» WORK TO COMPLETE: Write out again only the lines that run from the start of the entries to the line containing "fn link(label: &str, page: Page, props: &NavbarProps)", both included.

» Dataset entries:
[Start of section]
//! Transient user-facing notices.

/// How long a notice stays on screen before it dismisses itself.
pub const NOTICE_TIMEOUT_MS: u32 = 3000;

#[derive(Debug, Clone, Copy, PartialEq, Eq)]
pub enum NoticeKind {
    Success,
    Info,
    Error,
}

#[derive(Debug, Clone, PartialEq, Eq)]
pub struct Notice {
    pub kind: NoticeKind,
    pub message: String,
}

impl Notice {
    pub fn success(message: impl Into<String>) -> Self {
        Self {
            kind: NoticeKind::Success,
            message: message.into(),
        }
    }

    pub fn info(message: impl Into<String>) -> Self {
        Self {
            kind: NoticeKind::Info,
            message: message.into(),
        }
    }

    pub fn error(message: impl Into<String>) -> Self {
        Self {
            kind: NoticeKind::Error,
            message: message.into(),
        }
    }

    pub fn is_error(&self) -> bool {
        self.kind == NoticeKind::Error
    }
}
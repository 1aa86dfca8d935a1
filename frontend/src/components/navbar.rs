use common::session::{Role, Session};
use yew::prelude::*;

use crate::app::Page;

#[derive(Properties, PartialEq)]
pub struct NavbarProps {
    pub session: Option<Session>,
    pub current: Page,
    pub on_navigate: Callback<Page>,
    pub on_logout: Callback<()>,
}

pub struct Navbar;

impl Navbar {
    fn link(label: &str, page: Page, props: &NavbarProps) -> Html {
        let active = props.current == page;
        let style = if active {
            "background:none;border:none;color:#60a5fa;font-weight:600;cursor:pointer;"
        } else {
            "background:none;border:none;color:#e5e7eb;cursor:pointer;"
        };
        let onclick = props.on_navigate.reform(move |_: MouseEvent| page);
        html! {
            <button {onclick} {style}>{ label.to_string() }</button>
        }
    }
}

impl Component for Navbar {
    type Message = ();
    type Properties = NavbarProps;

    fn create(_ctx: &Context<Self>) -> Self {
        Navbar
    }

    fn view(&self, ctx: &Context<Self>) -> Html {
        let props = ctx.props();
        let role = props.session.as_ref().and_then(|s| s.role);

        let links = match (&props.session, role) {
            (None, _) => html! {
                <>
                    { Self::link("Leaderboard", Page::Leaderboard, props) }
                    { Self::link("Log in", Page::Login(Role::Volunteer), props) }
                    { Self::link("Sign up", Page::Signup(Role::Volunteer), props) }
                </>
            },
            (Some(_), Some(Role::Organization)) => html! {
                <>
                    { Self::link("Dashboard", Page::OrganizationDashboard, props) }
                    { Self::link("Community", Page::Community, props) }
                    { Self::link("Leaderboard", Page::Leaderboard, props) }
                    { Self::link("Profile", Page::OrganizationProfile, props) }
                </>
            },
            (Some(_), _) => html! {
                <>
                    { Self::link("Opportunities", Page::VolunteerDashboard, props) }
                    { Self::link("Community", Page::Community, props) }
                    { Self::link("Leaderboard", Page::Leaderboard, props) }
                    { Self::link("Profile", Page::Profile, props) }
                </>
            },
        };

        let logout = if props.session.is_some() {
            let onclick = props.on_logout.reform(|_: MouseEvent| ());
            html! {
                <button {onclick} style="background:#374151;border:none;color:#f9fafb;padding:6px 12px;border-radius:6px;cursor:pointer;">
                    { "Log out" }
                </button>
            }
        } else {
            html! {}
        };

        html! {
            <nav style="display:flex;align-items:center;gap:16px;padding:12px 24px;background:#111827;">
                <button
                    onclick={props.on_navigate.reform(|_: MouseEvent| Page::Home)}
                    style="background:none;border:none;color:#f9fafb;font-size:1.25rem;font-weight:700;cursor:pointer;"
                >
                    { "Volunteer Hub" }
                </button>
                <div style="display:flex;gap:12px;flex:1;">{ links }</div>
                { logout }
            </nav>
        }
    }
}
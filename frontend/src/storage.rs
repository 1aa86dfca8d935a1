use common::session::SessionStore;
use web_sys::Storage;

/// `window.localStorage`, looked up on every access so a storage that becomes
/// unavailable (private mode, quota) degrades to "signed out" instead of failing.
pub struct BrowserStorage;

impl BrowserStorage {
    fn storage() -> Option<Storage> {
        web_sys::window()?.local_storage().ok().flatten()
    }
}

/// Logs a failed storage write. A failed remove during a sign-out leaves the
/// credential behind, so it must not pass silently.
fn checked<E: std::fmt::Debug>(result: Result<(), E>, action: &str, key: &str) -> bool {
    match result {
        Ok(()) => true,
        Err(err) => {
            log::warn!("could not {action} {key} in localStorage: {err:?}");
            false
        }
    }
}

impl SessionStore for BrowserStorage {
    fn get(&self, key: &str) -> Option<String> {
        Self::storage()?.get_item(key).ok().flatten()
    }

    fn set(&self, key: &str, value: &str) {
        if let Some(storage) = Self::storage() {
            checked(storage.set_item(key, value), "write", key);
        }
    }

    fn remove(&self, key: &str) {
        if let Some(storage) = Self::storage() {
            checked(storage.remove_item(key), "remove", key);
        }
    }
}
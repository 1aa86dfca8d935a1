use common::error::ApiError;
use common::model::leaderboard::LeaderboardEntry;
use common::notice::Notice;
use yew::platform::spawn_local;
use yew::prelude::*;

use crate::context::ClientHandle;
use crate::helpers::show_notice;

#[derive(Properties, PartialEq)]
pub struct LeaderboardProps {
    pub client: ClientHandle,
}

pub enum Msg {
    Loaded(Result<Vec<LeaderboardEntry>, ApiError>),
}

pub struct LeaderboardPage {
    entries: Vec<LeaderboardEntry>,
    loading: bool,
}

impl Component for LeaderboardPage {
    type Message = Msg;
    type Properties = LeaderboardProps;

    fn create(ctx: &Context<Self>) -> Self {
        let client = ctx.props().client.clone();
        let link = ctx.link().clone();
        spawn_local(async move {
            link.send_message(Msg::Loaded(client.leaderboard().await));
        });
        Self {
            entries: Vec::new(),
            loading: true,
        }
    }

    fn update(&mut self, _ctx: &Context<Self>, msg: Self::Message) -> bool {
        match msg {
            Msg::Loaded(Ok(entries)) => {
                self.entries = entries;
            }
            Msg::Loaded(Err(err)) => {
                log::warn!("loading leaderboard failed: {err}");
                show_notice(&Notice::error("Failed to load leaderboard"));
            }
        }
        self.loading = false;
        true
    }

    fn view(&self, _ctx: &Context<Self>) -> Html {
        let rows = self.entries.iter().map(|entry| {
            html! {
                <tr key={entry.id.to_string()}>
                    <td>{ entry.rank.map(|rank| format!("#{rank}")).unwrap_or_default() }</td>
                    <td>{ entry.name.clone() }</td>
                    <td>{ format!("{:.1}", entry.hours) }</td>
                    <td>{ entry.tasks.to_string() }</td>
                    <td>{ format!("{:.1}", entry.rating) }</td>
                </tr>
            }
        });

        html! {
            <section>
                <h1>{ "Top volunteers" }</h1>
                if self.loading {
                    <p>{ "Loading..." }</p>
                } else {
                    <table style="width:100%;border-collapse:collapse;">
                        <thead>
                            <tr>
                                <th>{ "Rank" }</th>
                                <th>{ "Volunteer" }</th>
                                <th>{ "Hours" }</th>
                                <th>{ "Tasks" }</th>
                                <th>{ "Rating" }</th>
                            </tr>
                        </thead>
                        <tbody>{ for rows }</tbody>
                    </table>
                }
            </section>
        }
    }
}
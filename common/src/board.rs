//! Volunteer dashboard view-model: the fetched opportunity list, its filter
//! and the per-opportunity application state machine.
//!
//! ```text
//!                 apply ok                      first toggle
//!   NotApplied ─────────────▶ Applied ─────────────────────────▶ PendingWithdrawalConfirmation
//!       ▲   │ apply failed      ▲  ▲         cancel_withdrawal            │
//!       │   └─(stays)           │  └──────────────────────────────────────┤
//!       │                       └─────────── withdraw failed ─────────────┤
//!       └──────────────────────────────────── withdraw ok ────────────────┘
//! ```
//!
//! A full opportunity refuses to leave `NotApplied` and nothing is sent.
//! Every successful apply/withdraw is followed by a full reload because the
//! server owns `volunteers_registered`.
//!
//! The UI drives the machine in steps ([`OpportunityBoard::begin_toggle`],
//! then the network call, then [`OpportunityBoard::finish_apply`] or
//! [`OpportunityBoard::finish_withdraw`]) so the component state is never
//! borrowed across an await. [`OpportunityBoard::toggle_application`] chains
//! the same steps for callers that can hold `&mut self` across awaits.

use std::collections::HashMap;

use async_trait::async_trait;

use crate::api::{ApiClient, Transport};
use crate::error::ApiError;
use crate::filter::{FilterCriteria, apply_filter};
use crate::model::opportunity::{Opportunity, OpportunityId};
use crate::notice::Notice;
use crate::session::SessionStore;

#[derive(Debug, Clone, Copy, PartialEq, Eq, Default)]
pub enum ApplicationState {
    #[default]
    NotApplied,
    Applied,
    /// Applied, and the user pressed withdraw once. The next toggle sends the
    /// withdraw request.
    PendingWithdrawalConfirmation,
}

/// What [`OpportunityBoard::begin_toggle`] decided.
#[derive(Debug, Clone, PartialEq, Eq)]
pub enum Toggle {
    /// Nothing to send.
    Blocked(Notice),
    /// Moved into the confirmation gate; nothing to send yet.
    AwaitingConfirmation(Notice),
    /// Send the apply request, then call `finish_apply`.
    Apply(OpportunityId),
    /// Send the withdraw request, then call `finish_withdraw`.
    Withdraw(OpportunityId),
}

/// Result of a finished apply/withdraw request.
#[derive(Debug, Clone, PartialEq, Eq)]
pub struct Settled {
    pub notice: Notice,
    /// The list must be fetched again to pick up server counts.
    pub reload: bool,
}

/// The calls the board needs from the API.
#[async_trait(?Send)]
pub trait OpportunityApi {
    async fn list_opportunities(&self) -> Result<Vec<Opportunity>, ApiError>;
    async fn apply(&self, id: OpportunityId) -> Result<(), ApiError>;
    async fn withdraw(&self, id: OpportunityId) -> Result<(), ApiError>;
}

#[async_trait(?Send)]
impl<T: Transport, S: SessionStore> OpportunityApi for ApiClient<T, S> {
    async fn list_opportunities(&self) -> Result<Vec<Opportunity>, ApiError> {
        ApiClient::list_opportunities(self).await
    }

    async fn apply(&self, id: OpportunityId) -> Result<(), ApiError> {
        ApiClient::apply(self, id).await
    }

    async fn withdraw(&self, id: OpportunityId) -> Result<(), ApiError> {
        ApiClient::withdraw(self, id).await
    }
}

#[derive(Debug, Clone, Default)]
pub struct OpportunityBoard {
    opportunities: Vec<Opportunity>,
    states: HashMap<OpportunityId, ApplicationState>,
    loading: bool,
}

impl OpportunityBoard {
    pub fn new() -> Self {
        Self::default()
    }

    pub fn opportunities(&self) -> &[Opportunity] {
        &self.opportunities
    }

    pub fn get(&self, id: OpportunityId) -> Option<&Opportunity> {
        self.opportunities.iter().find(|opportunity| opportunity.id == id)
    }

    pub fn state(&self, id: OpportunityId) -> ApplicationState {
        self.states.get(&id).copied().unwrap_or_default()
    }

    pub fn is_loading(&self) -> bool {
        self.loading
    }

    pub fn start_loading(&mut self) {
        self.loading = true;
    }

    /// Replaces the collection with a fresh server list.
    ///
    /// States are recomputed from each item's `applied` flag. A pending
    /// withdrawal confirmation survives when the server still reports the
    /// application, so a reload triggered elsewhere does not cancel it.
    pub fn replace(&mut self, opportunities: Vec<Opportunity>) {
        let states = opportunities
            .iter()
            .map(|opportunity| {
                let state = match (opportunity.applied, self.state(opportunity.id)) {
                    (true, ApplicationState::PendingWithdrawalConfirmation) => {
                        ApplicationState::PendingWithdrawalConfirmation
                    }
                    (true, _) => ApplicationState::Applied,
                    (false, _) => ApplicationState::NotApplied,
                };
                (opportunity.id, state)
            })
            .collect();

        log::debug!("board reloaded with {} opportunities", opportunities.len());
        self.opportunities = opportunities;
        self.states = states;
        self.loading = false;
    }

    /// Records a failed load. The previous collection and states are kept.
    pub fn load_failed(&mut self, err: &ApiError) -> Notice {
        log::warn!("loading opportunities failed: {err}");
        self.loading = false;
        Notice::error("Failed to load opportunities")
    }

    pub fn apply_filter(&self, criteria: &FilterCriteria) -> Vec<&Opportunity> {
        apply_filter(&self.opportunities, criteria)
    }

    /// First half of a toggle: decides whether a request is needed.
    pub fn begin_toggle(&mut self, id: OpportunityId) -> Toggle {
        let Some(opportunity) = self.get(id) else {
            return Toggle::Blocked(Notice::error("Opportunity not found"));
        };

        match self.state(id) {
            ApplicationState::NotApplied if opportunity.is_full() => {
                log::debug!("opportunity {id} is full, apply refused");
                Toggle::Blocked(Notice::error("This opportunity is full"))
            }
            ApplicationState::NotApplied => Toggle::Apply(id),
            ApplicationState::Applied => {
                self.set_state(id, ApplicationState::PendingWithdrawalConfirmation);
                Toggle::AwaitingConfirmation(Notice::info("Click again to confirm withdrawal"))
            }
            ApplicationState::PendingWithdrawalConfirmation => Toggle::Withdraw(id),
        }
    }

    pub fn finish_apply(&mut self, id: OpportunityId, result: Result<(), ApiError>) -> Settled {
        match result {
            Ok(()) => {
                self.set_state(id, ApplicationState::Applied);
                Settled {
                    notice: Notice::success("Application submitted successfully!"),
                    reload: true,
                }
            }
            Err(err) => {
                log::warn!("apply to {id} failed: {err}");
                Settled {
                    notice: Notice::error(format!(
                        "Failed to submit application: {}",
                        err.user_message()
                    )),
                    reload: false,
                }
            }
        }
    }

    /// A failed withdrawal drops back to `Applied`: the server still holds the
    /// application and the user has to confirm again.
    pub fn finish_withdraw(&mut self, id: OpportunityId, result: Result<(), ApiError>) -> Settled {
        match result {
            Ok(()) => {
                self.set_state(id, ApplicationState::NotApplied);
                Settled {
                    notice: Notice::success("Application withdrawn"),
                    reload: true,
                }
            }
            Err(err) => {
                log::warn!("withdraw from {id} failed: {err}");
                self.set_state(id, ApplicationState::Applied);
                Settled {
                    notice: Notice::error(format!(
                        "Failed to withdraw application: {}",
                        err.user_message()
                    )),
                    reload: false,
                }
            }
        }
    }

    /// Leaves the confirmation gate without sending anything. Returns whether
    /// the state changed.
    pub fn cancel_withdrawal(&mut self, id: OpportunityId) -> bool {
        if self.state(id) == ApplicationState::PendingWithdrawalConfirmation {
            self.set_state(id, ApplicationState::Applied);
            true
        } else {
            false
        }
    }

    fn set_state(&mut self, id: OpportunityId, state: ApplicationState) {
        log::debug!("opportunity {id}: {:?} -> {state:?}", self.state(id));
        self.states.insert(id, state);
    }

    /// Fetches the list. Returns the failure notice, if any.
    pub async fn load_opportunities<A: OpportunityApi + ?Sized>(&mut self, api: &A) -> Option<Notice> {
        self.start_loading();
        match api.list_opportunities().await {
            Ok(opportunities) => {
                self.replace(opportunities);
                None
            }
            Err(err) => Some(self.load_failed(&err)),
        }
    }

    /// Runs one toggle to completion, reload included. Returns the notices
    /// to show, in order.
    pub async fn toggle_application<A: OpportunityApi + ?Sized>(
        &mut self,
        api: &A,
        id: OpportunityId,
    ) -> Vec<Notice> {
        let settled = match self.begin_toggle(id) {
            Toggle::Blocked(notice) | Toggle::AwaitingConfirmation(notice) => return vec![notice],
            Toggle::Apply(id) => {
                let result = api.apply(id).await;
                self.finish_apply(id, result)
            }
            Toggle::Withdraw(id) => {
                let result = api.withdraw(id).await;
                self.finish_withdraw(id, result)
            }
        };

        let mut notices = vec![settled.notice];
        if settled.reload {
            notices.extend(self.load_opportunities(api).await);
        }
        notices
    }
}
[End of section]
» EXERCISE ANSWER:
//! Transient user-facing notices.

/// How long a notice stays on screen before it dismisses itself.
pub const NOTICE_TIMEOUT_MS: u32 = 3000;

#[derive(Debug, Clone, Copy, PartialEq, Eq)]
pub enum NoticeKind {
    Success,
    Info,
    Error,
}

#[derive(Debug, Clone, PartialEq, Eq)]
pub struct Notice {
    pub kind: NoticeKind,
    pub message: String,
}

impl Notice {
    pub fn success(message: impl Into<String>) -> Self {
        Self {
            kind: NoticeKind::Success,
            message: message.into(),
        }
    }

    pub fn info(message: impl Into<String>) -> Self {
        Self {
            kind: NoticeKind::Info,
            message: message.into(),
        }
    }

    pub fn error(message: impl Into<String>) -> Self {
        Self {
            kind: NoticeKind::Error,
            message: message.into(),
        }
    }

    pub fn is_error(&self) -> bool {
        self.kind == NoticeKind::Error
    }
}
repository 1aa86dfca8d935a1
filename frontend/src/components/navbar.rs
use common::session::{Role, Session};
use yew::prelude::*;

use crate::app::Page;

#[derive(Properties, PartialEq)]
pub struct NavbarProps {
    pub session: Option<Session>,
    pub current: Page,
    pub on_navigate: Callback<Page>,
    pub on_logout: Callback<()>,
}

pub struct Navbar;

impl Navbar {
    fn link(label: &str, page: Page, props: &NavbarProps) -> Html {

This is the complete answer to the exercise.